Entraron en Cafarnaún, y cuando llegó el sábado, Jesús fue a la sinagoga y comenzó a enseñar.
Todos estaban asombrados de su enseñanza, porque les enseñaba como quien tiene autoridad y no como los escribas.
Y había en la sinagoga un hombre poseído de un espíritu impuro, que comenzó a gritar:
"¿Qué quieres de nosotros, Jesús Nazareno? ¿Has venido para acabar con nosotros? Ya sé quién eres: el Santo de Dios".
Pero Jesús lo increpó, diciendo: "Cállate y sal de este hombre".
El espíritu impuro lo sacudió violentamente y, dando un gran alarido, salió de ese hombre.
Todos quedaron asombrados y se preguntaban unos a otros: "¿Qué es esto? ¡Enseña de una manera nueva, llena de autoridad; da órdenes a los espíritus impuros, y estos le obedecen!".
Y su fama se extendió rápidamente por todas partes, en toda la región de Galilea.


COMENTARIO:

  Este Evangelio de Marcos es el primero con el que se abre una exposición de lo que será una jornada del Maestro en Cafarnaún: veremos como hoy comienza explicándonos lo que hizo el Señor por la mañana en la sinagoga; y en los próximos días nos contará que fue a casa de Pedro, que al atardecer realizó curaciones, cuando ya había prescrito el descanso sabático, y que concluirá con la oración de la madrugada. Así podemos comprobar que Jesús, efectivamente, respetaba la Ley de Moisés; lo que ocurría, en ocasiones, es que ante  la entrega a los demás, los maestros de la ley anteponían la letra a su verdadero contenido: el amor de Dios. Y es entonces cuando el Maestro aprovechaba para corregir sus errores y devolver a la letra, su verdadero sentido.

  A la vez, y de forma paralela, se nos descubren las actitudes de aquellos que se encuentran con Jesús: el asombro ante sus palabras y acciones; la necesidad de estar cerca de Él y la adhesión a su Persona, que termina por la entrega de uno mismo como discípulo del Señor.
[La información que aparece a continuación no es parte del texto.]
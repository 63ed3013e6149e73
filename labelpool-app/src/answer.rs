//! Answer recorder.

use labelpool_core::{
    keys, sample_key, LabelPoolConfig, LabeledAnswer, LearningAlgorithm, ProcessAnswerArgs,
    Reply, SampleRow,
};
use labelpool_storage::{safe_read, safe_write, StorageContext};

/// Record a participant's label for a previously issued query.
///
/// Resolves the query, advances the per-algorithm answer counter, forwards
/// the answer to the algorithm and, once the algorithm has accepted it,
/// marks the stored row labeled (the first accepted answer is kept). Any
/// step that cannot complete yields the empty reply. The counter is
/// advanced before the row is read, so an answer whose row has gone
/// missing is still counted.
pub async fn record_answer(
    ctx: &StorageContext,
    alg: &dyn LearningAlgorithm,
    args: &ProcessAnswerArgs,
    config: &LabelPoolConfig,
) -> Reply<LabeledAnswer> {
    let query = match ctx.queries.query_get(args.query_uid) {
        Ok(Some(query)) => query,
        Ok(None) => {
            tracing::warn!(query_uid = %args.query_uid, "unknown query reference");
            return Reply::empty();
        }
        Err(e) => {
            tracing::warn!(query_uid = %args.query_uid, error = %e, "query lookup failed");
            return Reply::empty();
        }
    };

    if query.alg_label != alg.alg_label() {
        tracing::warn!(
            query_alg = %query.alg_label,
            alg = alg.alg_label(),
            "query was issued by a different algorithm"
        );
    }

    let counter = keys::answer_counter(&query.alg_label);
    let answers = match ctx.docs.doc_increment(&config.experiment_doc, &counter) {
        Ok(n) => n,
        Err(e) => {
            tracing::error!(counter = %counter, error = %e, "answer counter increment failed");
            return Reply::empty();
        }
    };

    let key = sample_key(query.target_index);
    let Some(mut row) = safe_read::<SampleRow>(ctx.points.as_ref(), &key) else {
        tracing::warn!(index = query.target_index, "labelled row doesn't exist");
        return Reply::empty();
    };

    let answer = LabeledAnswer {
        target_index: query.target_index,
        target_label: args.target_label.clone(),
    };
    if let Err(e) = alg.process_answer(&answer).await {
        tracing::warn!(
            alg_label = %query.alg_label,
            index = answer.target_index,
            error = %e,
            "algorithm rejected answer"
        );
        return Reply::empty();
    }

    if !row.is_labelled() {
        row.label = Some(answer.target_label.clone());
        if !safe_write(ctx.points.as_ref(), &key, &row) {
            tracing::error!(
                alg_label = %query.alg_label,
                index = answer.target_index,
                "accepted answer could not be persisted"
            );
            return Reply::empty();
        }
    }

    tracing::debug!(
        alg_label = %query.alg_label,
        index = answer.target_index,
        answers,
        "answer recorded"
    );
    Reply::Payload(answer)
}

#[cfg(test)]
mod tests {
    use super::*;
    use chrono::Utc;
    use labelpool_core::QueryRecord;
    use labelpool_test_utils::fixtures::{self, TARGET_INDEX, TARGET_STUDY};
    use labelpool_test_utils::{FailingPointStore, ScriptedAlgorithm};
    use serde_json::json;
    use std::sync::Arc;
    use uuid::Uuid;

    fn issue(ctx: &StorageContext, index: i64, alg_label: &str) -> Uuid {
        let record = QueryRecord {
            query_uid: Uuid::now_v7(),
            target_index: index,
            alg_label: alg_label.to_string(),
            participant_uid: "p1".to_string(),
            issued_at: Utc::now(),
        };
        ctx.queries.query_put(&record).unwrap();
        record.query_uid
    }

    async fn record(
        ctx: &StorageContext,
        alg: &ScriptedAlgorithm,
        query_uid: Uuid,
        label: &str,
    ) -> Reply<LabeledAnswer> {
        let args = ProcessAnswerArgs {
            query_uid,
            target_label: label.to_string(),
        };
        record_answer(ctx, alg, &args, &LabelPoolConfig::default()).await
    }

    fn seeded_context() -> StorageContext {
        let ctx = StorageContext::in_memory();
        let row = fixtures::sample_row(TARGET_INDEX, TARGET_STUDY);
        safe_write(ctx.points.as_ref(), &row.key(), &row);
        ctx
    }

    fn stored_label(ctx: &StorageContext) -> Option<String> {
        safe_read::<SampleRow>(ctx.points.as_ref(), &sample_key(TARGET_INDEX))
            .unwrap()
            .label
    }

    fn counter(ctx: &StorageContext, alg_label: &str) -> Option<serde_json::Value> {
        ctx.docs
            .doc_get("experiment", &keys::answer_counter(alg_label))
            .unwrap()
    }

    #[tokio::test]
    async fn test_answer_recorded_and_forwarded() {
        let ctx = seeded_context();
        let alg = ScriptedAlgorithm::new("lr");
        let uid = issue(&ctx, TARGET_INDEX, "lr");

        let reply = record(&ctx, &alg, uid, "stem_cells").await;

        assert_eq!(
            serde_json::to_value(&reply).unwrap(),
            json!({"target_index": 42, "target_label": "stem_cells"})
        );
        assert_eq!(counter(&ctx, "lr"), Some(json!(1)));
        assert_eq!(alg.answers().len(), 1);
        assert_eq!(stored_label(&ctx).as_deref(), Some("stem_cells"));
    }

    #[tokio::test]
    async fn test_first_answer_keeps_row_label() {
        let ctx = seeded_context();
        let alg = ScriptedAlgorithm::new("lr");

        let first = issue(&ctx, TARGET_INDEX, "lr");
        let second = issue(&ctx, TARGET_INDEX, "lr");
        record(&ctx, &alg, first, "tissue").await;
        let reply = record(&ctx, &alg, second, "cell_line").await;

        assert_eq!(
            reply.payload().map(|a| a.target_label.as_str()),
            Some("cell_line")
        );
        assert_eq!(stored_label(&ctx).as_deref(), Some("tissue"));
        assert_eq!(counter(&ctx, "lr"), Some(json!(2)));
    }

    #[tokio::test]
    async fn test_missing_row_counts_but_returns_empty() {
        let ctx = StorageContext::in_memory();
        let alg = ScriptedAlgorithm::new("lr");
        let uid = issue(&ctx, 7, "lr");

        let reply = record(&ctx, &alg, uid, "tissue").await;

        assert!(reply.is_empty());
        assert_eq!(counter(&ctx, "lr"), Some(json!(1)));
        assert!(alg.answers().is_empty());
    }

    #[tokio::test]
    async fn test_unknown_query_is_empty_and_uncounted() {
        let ctx = StorageContext::in_memory();
        let alg = ScriptedAlgorithm::new("lr");
        let reply = record(&ctx, &alg, Uuid::now_v7(), "tissue").await;
        assert!(reply.is_empty());
        assert_eq!(counter(&ctx, "lr"), None);
    }

    #[tokio::test]
    async fn test_rejected_answer_leaves_row_unlabelled() {
        let ctx = seeded_context();
        let rejecting = ScriptedAlgorithm::new("lr").failing_updates();
        let uid = issue(&ctx, TARGET_INDEX, "lr");

        let reply = record(&ctx, &rejecting, uid, "tissue").await;
        assert!(reply.is_empty());
        assert_eq!(stored_label(&ctx), None);

        // a later accepted answer still labels the row
        let accepting = ScriptedAlgorithm::new("lr");
        let retry = issue(&ctx, TARGET_INDEX, "lr");
        let reply = record(&ctx, &accepting, retry, "stem_cells").await;
        assert_eq!(
            reply.payload().map(|a| a.target_label.as_str()),
            Some("stem_cells")
        );
        assert_eq!(stored_label(&ctx).as_deref(), Some("stem_cells"));
    }

    #[tokio::test]
    async fn test_unpersisted_label_is_not_confirmed() {
        let seeded = seeded_context();
        let points = FailingPointStore::wrap(seeded.points.clone())
            .fail_writes_to(sample_key(TARGET_INDEX));
        let ctx = seeded.with_points(Arc::new(points));
        let alg = ScriptedAlgorithm::new("lr");
        let uid = issue(&ctx, TARGET_INDEX, "lr");

        let reply = record(&ctx, &alg, uid, "tissue").await;

        assert!(reply.is_empty());
        assert_eq!(stored_label(&ctx), None);
    }

    #[tokio::test]
    async fn test_already_labelled_row_needs_no_write() {
        let seeded = seeded_context();
        let mut row = fixtures::sample_row(TARGET_INDEX, TARGET_STUDY);
        row.label = Some("tissue".to_string());
        safe_write(seeded.points.as_ref(), &row.key(), &row);
        let points = FailingPointStore::wrap(seeded.points.clone()).fail_all_writes();
        let ctx = seeded.with_points(Arc::new(points));
        let alg = ScriptedAlgorithm::new("lr");
        let uid = issue(&ctx, TARGET_INDEX, "lr");

        let reply = record(&ctx, &alg, uid, "cell_line").await;

        assert_eq!(reply.payload().map(|a| a.target_index), Some(TARGET_INDEX));
        assert_eq!(stored_label(&ctx).as_deref(), Some("tissue"));
    }

    #[tokio::test]
    async fn test_counter_uses_issuing_algorithm_label() {
        let ctx = seeded_context();
        let alg = ScriptedAlgorithm::new("lr");
        let uid = issue(&ctx, TARGET_INDEX, "other");

        record(&ctx, &alg, uid, "tissue").await;
        assert_eq!(counter(&ctx, "other"), Some(json!(1)));
        assert_eq!(counter(&ctx, "lr"), None);
    }
}
//! Namespaced byte keys for the LMDB backend.
//!
//! List metadata, list items, and document entries share one keyspace per
//! database; `StoreKey` keeps them from colliding.

/// Separator between the name and the suffix. Never valid inside UTF-8,
/// so no list or document name can contain it.
const SEPARATOR: u8 = 0xFF;

/// Kind of entry a key addresses.
#[derive(Debug, Clone, Copy, PartialEq, Eq, Hash)]
pub enum KeyKind {
    ListLen,
    ListItem,
    DocEntry,
}

impl KeyKind {
    fn to_byte(self) -> u8 {
        match self {
            KeyKind::ListLen => 1,
            KeyKind::ListItem => 2,
            KeyKind::DocEntry => 3,
        }
    }

    fn from_byte(byte: u8) -> Option<Self> {
        match byte {
            1 => Some(KeyKind::ListLen),
            2 => Some(KeyKind::ListItem),
            3 => Some(KeyKind::DocEntry),
            _ => None,
        }
    }
}

/// A key scoped to a list or document name.
///
/// # Binary Format
///
/// - Byte 0: kind
/// - Bytes 1..n: name (UTF-8)
/// - Byte n: separator (0xFF)
/// - Remaining: suffix (big-endian sequence number for list items, the
///   entry key for documents, empty for list lengths)
///
/// Big-endian sequence numbers keep a list's items in push order under
/// LMDB's lexicographic key ordering.
#[derive(Debug, Clone, PartialEq, Eq, Hash)]
pub struct StoreKey {
    kind: KeyKind,
    name: String,
    suffix: Vec<u8>,
}

impl StoreKey {
    pub fn list_len(list: &str) -> Self {
        Self {
            kind: KeyKind::ListLen,
            name: list.to_string(),
            suffix: Vec::new(),
        }
    }

    pub fn list_item(list: &str, seq: u64) -> Self {
        Self {
            kind: KeyKind::ListItem,
            name: list.to_string(),
            suffix: seq.to_be_bytes().to_vec(),
        }
    }

    pub fn doc_entry(name: &str, key: &str) -> Self {
        Self {
            kind: KeyKind::DocEntry,
            name: name.to_string(),
            suffix: key.as_bytes().to_vec(),
        }
    }

    pub fn kind(&self) -> KeyKind {
        self.kind
    }

    pub fn name(&self) -> &str {
        &self.name
    }

    /// Sequence number of a list item key.
    pub fn seq(&self) -> Option<u64> {
        if self.kind != KeyKind::ListItem {
            return None;
        }
        let bytes: [u8; 8] = self.suffix.as_slice().try_into().ok()?;
        Some(u64::from_be_bytes(bytes))
    }

    pub fn encode(&self) -> Vec<u8> {
        let mut bytes = Vec::with_capacity(2 + self.name.len() + self.suffix.len());
        bytes.push(self.kind.to_byte());
        bytes.extend_from_slice(self.name.as_bytes());
        bytes.push(SEPARATOR);
        bytes.extend_from_slice(&self.suffix);
        bytes
    }

    /// Decode a key from bytes; `None` if malformed.
    pub fn decode(bytes: &[u8]) -> Option<Self> {
        let (&kind, rest) = bytes.split_first()?;
        let kind = KeyKind::from_byte(kind)?;
        let sep = rest.iter().position(|&b| b == SEPARATOR)?;
        let name = std::str::from_utf8(&rest[..sep]).ok()?.to_string();
        let suffix = rest[sep + 1..].to_vec();
        Some(Self { kind, name, suffix })
    }
}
Y ante este primer punto yo os pregunto directamente cual es, tras oír el mensaje de Cristo y gozar de su presencia sacramental, vuestra actitud para con el Maestro; cuál es vuestro compromiso y vuestra entrega. Tal vez olvidamos con facilidad que, tras haber recibido el Bautismo, hemos sido hecho fieles seguidores suyos  y, por tanto, responsables de transmitir su mensaje, acompañándole por todos los caminos de la tierra; por esos en los que cada uno ha decidido que transcurra su acontecer diario.

  Como vemos, el primer episodio que se nos narra es la liberación del endemoniado; y en ella se descubre la “potestad” del Señor ante cualquier circunstancia: Él está por encima de las leyes rituales; es capaz de terminar con la enfermedad que consume al cuerpo; y, sobre todo, expulsar al demonio que oprime el alma del ser humano. Cristo es el Señor de la vida y de la muerte, y ante su presencia, nada se le resiste. Sólo nos pide que de verdad nos lo creamos; que realicemos ante su Persona un acto de fe. Que le reconozcamos como el centro y el quicio de nuestro ser, donde se apoya nuestro actuar.

  Desde estas líneas evangélicas, Jesús no se remite a hablar como lo hacen los maestros de la Ley, ni tan siquiera introduce su doctrina, como hicieron los profetas cuando afirmaban que hablaban en nombre de Dios y que, por ello, requerían ser escuchados. El Maestro nos dice que su Palabra es la de Dios, porque Él es el Verbo encarnado. Y por eso su mensaje no es sólo informativo, ni sólo sirve para expresarse, sino que tiene el poder divino de cambiar el corazón de los hombres y expulsar a los diablos, al pecado, que oprimen y esclavizan la libertad de los seres humanos.

  Nos dice san Jerónimo que en aquel tiempo, como ahora, ya habían exorcistas que con complicadas operaciones averiguaban el nombre del demonio para tener autoridad sobre él. Pero Jesús ejerce su autoridad como Persona divina encarnada, ante quien nada ni nadie se le puede resistir. El Señor no habla en boca de otro, sino que ordena; y ante su magnificencia escondida a nuestros ojos, pero visible para los seres diabólicos, las hordas del mal se retiran. Ahí debe estar siempre nuestra oración, pidiéndole a Nuestro Señor que aparte de nosotros todo lo que nos aparta de Él. Que nos libre de las tentaciones, que refuerce nuestra voluntad y que nos de luz para ver y fortaleza para aceptar. En definitiva, que nos creamos de verdad el poder que encierra la Palabra divina y que Dios nos ha dado para que, cada uno a su manera y descansando en el Espíritu, la transmita para encender en las almas el deseo de Cristo.